I am considering moving my web application to Windows Azure for scalability purposes but I am wondering how best to partition my application.
I expect my scenario is typical and is as follows: my application allows users to upload raw data, this is processed and a report is generated. The user can then review their raw data and view their report.
So far I’m thinking a web role and a worker role. However, I understand that a VHD can be mounted to a single instance with read/write access so really both my web role and worker role need access to a common file store. So perhaps I need a web role and two separate worker roles, one worker role for the processing and the other for reading and writing to a file store. Is this a good approach?
I am having difficulty picturing the plumbing between the roles and concerned of the overhead caused by the communication between this partitioning so would welcome any input here.
Adding to Stuart's excellent answer: Blobs can store anything, with sizes up to 200GB. If you needed / wanted to persist an entire directory structure that's durable, you can mount a VHD with just a few lines of code. It's an NTFS volume that your app can interact with, just like any other drive.
In your case, a vhd doesn't fit well, because your web app would have to mount a vhd and be the sole writer to it. And if you have more than one web role instance (which you would if you wanted the SLA and wanted to scale), you could only have one writer. In this case, individual blobs fit MUCH better.

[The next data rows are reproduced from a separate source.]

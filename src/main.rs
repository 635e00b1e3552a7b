use clap::Parser;
use confkit::cli::commands::{convert, resolve};
use confkit::cli::{Cli, Commands, commands::show};
use confkit::{EngineSettings, logging};

fn load_settings(cli: &Cli) -> EngineSettings {
    let loaded = match &cli.config {
        Some(path) => EngineSettings::load_from(path),
        None => EngineSettings::load(),
    };
    match loaded {
        Ok(settings) => settings,
        Err(e) => {
            eprintln!("Warning: could not load settings: {e}");
            eprintln!("Using default settings.");
            EngineSettings::default()
        }
    }
}

fn main() {
    let cli = Cli::parse();

    let mut settings = load_settings(&cli);
    if cli.verbose {
        settings.logging.default = "debug".to_string();
    }
    logging::init_with_config(&settings.logging);

    let result = match &cli.command {
        Commands::Resolve {
            template,
            root,
            ext,
            format,
            placeholders,
        } => resolve::run(
            &resolve::ResolveArgs {
                template,
                root,
                ext: ext.as_deref(),
                format: format.as_deref(),
                placeholders,
            },
            &settings,
        ),
        Commands::Convert {
            input,
            output,
            force,
        } => convert::run(input, output, *force),
        Commands::Show { file, path } => show::run(file, path.as_deref()),
    };

    if let Err(e) = result {
        eprintln!("Error: {e:#}");
        std::process::exit(1);
    }
}
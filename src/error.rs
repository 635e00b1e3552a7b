//! Error types for the configuration engine.

use std::path::PathBuf;
use thiserror::Error;

use crate::watcher::WatchError;

/// Errors from registering, loading, saving and reloading configuration.
#[derive(Error, Debug)]
pub enum ConfigError {
    #[error("Invalid config path '{path}': {reason}")]
    InvalidPath { path: String, reason: String },

    #[error("Path traversal detected: '{path}' resolves outside the config root")]
    PathTraversal { path: String },

    #[error("Invalid schema for {type_name}: {reason}")]
    InvalidSchema {
        type_name: &'static str,
        reason: String,
    },

    #[error("{format} support is not available (enable the '{feature}' cargo feature)")]
    FormatUnavailable {
        format: &'static str,
        feature: &'static str,
    },

    #[error("Required config value missing at path: {path}")]
    MissingRequired { path: String },

    #[error("Invalid value at {path}: {reason}")]
    InvalidValue { path: String, reason: String },

    #[error("Failed to parse {path}: {reason}")]
    Parse { path: PathBuf, reason: String },

    #[error("I/O error on {path}: {source}")]
    Io {
        path: PathBuf,
        source: std::io::Error,
    },

    #[error("No config registered for {type_name}")]
    NotRegistered { type_name: &'static str },

    #[error("Watch error: {0}")]
    Watch(#[from] WatchError),
}

impl ConfigError {
    pub(crate) fn io(path: impl Into<PathBuf>, source: std::io::Error) -> Self {
        ConfigError::Io {
            path: path.into(),
            source,
        }
    }

    pub(crate) fn parse(path: impl Into<PathBuf>, reason: impl std::fmt::Display) -> Self {
        ConfigError::Parse {
            path: path.into(),
            reason: reason.to_string(),
        }
    }

    /// Whether this error came from a malformed document rather than I/O.
    pub fn is_parse(&self) -> bool {
        matches!(self, ConfigError::Parse { .. })
    }
}

/// Result type for configuration operations.
pub type ConfigResult<T> = Result<T, ConfigError>;
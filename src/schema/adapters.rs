//! Value adapters and list item processors.
//!
//! Adapters sit between the on-disk representation and the canonical value a
//! field's [`ConfigValue`](super::ConfigValue) impl understands. They work on
//! [`Value`]s so the binder can apply them to whole fields, list elements or
//! mapping keys alike.

use crate::document::Value;

/// Converts between on-disk and canonical values.
pub trait ValueAdapter: Send + Sync {
    /// Disk to canonical. `None` rejects the value.
    fn deserialize(&self, raw: &Value) -> Option<Value>;

    /// Canonical to disk.
    fn serialize(&self, value: &Value) -> Value;
}

/// Restricts a string to a fixed set of names, matched case-insensitively and
/// stored in canonical spelling.
#[derive(Debug, Clone)]
pub struct EnumAdapter {
    names: Vec<String>,
}

impl EnumAdapter {
    pub fn new<I, S>(names: I) -> Self
    where
        I: IntoIterator<Item = S>,
        S: Into<String>,
    {
        Self {
            names: names.into_iter().map(Into::into).collect(),
        }
    }

    pub fn names(&self) -> &[String] {
        &self.names
    }
}

impl ValueAdapter for EnumAdapter {
    fn deserialize(&self, raw: &Value) -> Option<Value> {
        let text = raw.scalar_text()?;
        let text = text.trim();
        self.names
            .iter()
            .find(|name| name.eq_ignore_ascii_case(text))
            .map(|name| Value::String(name.clone()))
    }

    fn serialize(&self, value: &Value) -> Value {
        self.deserialize(value).unwrap_or_else(|| value.clone())
    }
}

/// Human-readable durations on disk, integer milliseconds in memory.
///
/// Accepts `250ms`, `30s`, `5m`, `2h`, `1d` or a bare number of
/// milliseconds. Writes the largest unit that divides the value exactly.
#[derive(Debug, Clone, Copy, Default)]
pub struct DurationAdapter;

const UNITS: &[(&str, i64)] = &[
    ("d", 86_400_000),
    ("h", 3_600_000),
    ("m", 60_000),
    ("s", 1_000),
    ("ms", 1),
];

impl DurationAdapter {
    /// Parse a duration string into milliseconds.
    pub fn parse_millis(text: &str) -> Option<i64> {
        let text = text.trim().to_ascii_lowercase();
        let split = text
            .find(|c: char| !(c.is_ascii_digit() || c == '.'))
            .unwrap_or(text.len());
        let (number, unit) = text.split_at(split);
        let unit = unit.trim();
        let factor = if unit.is_empty() {
            1
        } else {
            UNITS.iter().find(|(name, _)| *name == unit)?.1
        };
        if number.contains('.') {
            let n: f64 = number.parse().ok()?;
            Some((n * factor as f64).round() as i64)
        } else {
            number.parse::<i64>().ok()?.checked_mul(factor)
        }
    }

    /// Render milliseconds with the largest exact unit.
    pub fn format_millis(millis: i64) -> String {
        if millis == 0 {
            return "0ms".to_string();
        }
        for (name, factor) in UNITS {
            if millis % factor == 0 {
                return format!("{}{name}", millis / factor);
            }
        }
        format!("{millis}ms")
    }
}

impl ValueAdapter for DurationAdapter {
    fn deserialize(&self, raw: &Value) -> Option<Value> {
        match raw {
            Value::Int(ms) => Some(Value::Int(*ms)),
            Value::Float(f) if f.is_finite() => Some(Value::Int(f.round() as i64)),
            Value::String(s) => DurationAdapter::parse_millis(s).map(Value::Int),
            _ => None,
        }
    }

    fn serialize(&self, value: &Value) -> Value {
        match value.as_i64() {
            Some(ms) => Value::String(DurationAdapter::format_millis(ms)),
            None => value.clone(),
        }
    }
}

/// What to do with one list element on read.
#[derive(Debug, Clone, PartialEq)]
pub enum ItemOutcome {
    /// Keep this (possibly rewritten) element.
    Keep(Value),
    /// Replace with the element at the same index of the field's default
    /// list, or drop it when there is none.
    UseDefault,
    Drop,
}

/// Inspects list elements as they are read.
pub trait ListItemProcessor: Send + Sync {
    fn process(&self, index: usize, item: &Value) -> ItemOutcome;
}

impl<F> ListItemProcessor for F
where
    F: Fn(usize, &Value) -> ItemOutcome + Send + Sync,
{
    fn process(&self, index: usize, item: &Value) -> ItemOutcome {
        self(index, item)
    }
}
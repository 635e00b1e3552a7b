//! Reference-counted directory registry.
//!
//! Tracks which directories need a native watch. A directory is watched from
//! the first registered file inside it until the last one is released.

use std::collections::HashMap;
use std::path::{Path, PathBuf};

#[derive(Debug, Default)]
pub struct DirRegistry {
    /// Watched directory -> number of registered files inside it.
    dirs: HashMap<PathBuf, usize>,
}

impl DirRegistry {
    pub fn new() -> Self {
        Self::default()
    }

    /// Directory a file is watched through.
    pub fn watch_dir(file: &Path) -> PathBuf {
        match file.parent() {
            Some(parent) if !parent.as_os_str().is_empty() => parent.to_path_buf(),
            _ => PathBuf::from("."),
        }
    }

    /// Count one more file in its directory.
    ///
    /// Returns the directory when it was not watched before.
    pub fn acquire(&mut self, file: &Path) -> Option<PathBuf> {
        let dir = Self::watch_dir(file);
        let count = self.dirs.entry(dir.clone()).or_insert(0);
        *count += 1;
        (*count == 1).then_some(dir)
    }

    /// Count one file less in its directory.
    ///
    /// Returns the directory when its count dropped to zero.
    pub fn release(&mut self, file: &Path) -> Option<PathBuf> {
        let dir = Self::watch_dir(file);
        let count = self.dirs.get_mut(&dir)?;
        *count -= 1;
        if *count == 0 {
            self.dirs.remove(&dir);
            Some(dir)
        } else {
            None
        }
    }

    /// Forget a directory whose watch could not be installed.
    pub fn forget(&mut self, dir: &Path) {
        self.dirs.remove(dir);
    }

    pub fn contains(&self, dir: &Path) -> bool {
        self.dirs.contains_key(dir)
    }

    pub fn refcount(&self, dir: &Path) -> usize {
        self.dirs.get(dir).copied().unwrap_or(0)
    }

    pub fn dir_count(&self) -> usize {
        self.dirs.len()
    }

    pub fn dirs(&self) -> impl Iterator<Item = &Path> {
        self.dirs.keys().map(PathBuf::as_path)
    }

    pub fn clear(&mut self) {
        self.dirs.clear();
    }
}

#[cfg(test)]
mod tests {
    use super::*;

    #[test]
    fn test_first_file_installs_watch() {
        let mut registry = DirRegistry::new();

        let first = registry.acquire(Path::new("/cfg/app.yml"));
        let second = registry.acquire(Path::new("/cfg/db.yml"));
        let other = registry.acquire(Path::new("/cfg/plugins/p.yml"));

        assert_eq!(first, Some(PathBuf::from("/cfg")));
        assert_eq!(second, None);
        assert_eq!(other, Some(PathBuf::from("/cfg/plugins")));
        assert_eq!(registry.refcount(Path::new("/cfg")), 2);
        assert_eq!(registry.dir_count(), 2);
    }

    #[test]
    fn test_last_release_tears_down() {
        let mut registry = DirRegistry::new();
        registry.acquire(Path::new("/cfg/app.yml"));
        registry.acquire(Path::new("/cfg/db.yml"));

        assert_eq!(registry.release(Path::new("/cfg/app.yml")), None);
        assert!(registry.contains(Path::new("/cfg")));
        assert_eq!(
            registry.release(Path::new("/cfg/db.yml")),
            Some(PathBuf::from("/cfg"))
        );
        assert!(!registry.contains(Path::new("/cfg")));
    }

    #[test]
    fn test_release_unknown_is_noop() {
        let mut registry = DirRegistry::new();
        assert_eq!(registry.release(Path::new("/nowhere/x.toml")), None);
    }

    #[test]
    fn test_relative_file_uses_current_dir() {
        assert_eq!(DirRegistry::watch_dir(Path::new("app.yml")), PathBuf::from("."));
    }
}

As Stuart stated, this is a very normal and common pattern. And again, with only a few lines of code, you can call upon the storage sdk to copy a file from blob storage to your instance's local disk. Then you can process the file using regular File IO operations. When your report is complete, another few lines of code lets you copy your report into a new blob (most likely in a well-known container that the web role knows to look in).
You can take this a step further and insert rows into an Azure table that are partitioned by customer, with row key identifying the individual uploaded file, and a 3rd field representing the URI to the completed report. This makes it trivial for the web app to display a customer's completed reports.
Blob storage is the easiest place to store files which lots of roles and role instances can then access - with none of them requiring special access.
The normal pattern suggested seems to be:
allow the raw files to be uploaded using instances of a web role
these web role instances return the HTTP call without doing processing - they store the raw files in blob storage, and add a "do this work message" to a queue.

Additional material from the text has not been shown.